# Task statement:
Reproduce verbatim the line where "primary vehicle's intersection" occurs, along with all following lines down to the last line of the data.

# Dataset content:
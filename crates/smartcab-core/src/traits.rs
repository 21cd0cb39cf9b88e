//! Collaborator traits the learning agent drives
//!
//! The world and the route planner live outside the learner. These traits
//! are the whole contract between them: everything the agent needs to know
//! about the grid comes through `sense`, `pose`, and `act`.

use crate::types::{Action, Location, Percept, Pose};

/// Scalar reward returned by the world for an attempted action
pub type Reward = f64;

/// The grid world as seen by its primary (learning) vehicle
pub trait Environment {
    /// Traffic and light conditions at the primary vehicle's intersection
    fn sense(&self) -> Percept;

    /// Current position and heading of the primary vehicle
    fn pose(&self) -> Pose;

    /// Remaining steps before the trial deadline. May go negative when the
    /// deadline is not enforced.
    fn deadline(&self) -> i32;

    /// Attempt `action`; the world judges legality and returns the reward
    fn act(&mut self, action: Action) -> Reward;

    /// Whether the current trial has finished
    fn is_done(&self) -> bool;
}

/// Turn-by-turn routing toward a destination
pub trait RoutePlanner {
    /// Plan toward `destination`. Called at the start of every trial.
    fn route_to(&mut self, destination: Location);

    /// The single next move from `pose`, or [`Action::Stay`] once arrived
    fn next_waypoint(&self, pose: Pose) -> Action;
}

# Exercise output:
    /// Traffic and light conditions at the primary vehicle's intersection
    fn sense(&self) -> Percept;

    /// Current position and heading of the primary vehicle
    fn pose(&self) -> Pose;

    /// Remaining steps before the trial deadline. May go negative when the
    /// deadline is not enforced.
    fn deadline(&self) -> i32;

    /// Attempt `action`; the world judges legality and returns the reward
    fn act(&mut self, action: Action) -> Reward;

    /// Whether the current trial has finished
    fn is_done(&self) -> bool;
}

/// Turn-by-turn routing toward a destination
pub trait RoutePlanner {
    /// Plan toward `destination`. Called at the start of every trial.
    fn route_to(&mut self, destination: Location);

    /// The single next move from `pose`, or [`Action::Stay`] once arrived
    fn next_waypoint(&self, pose: Pose) -> Action;
}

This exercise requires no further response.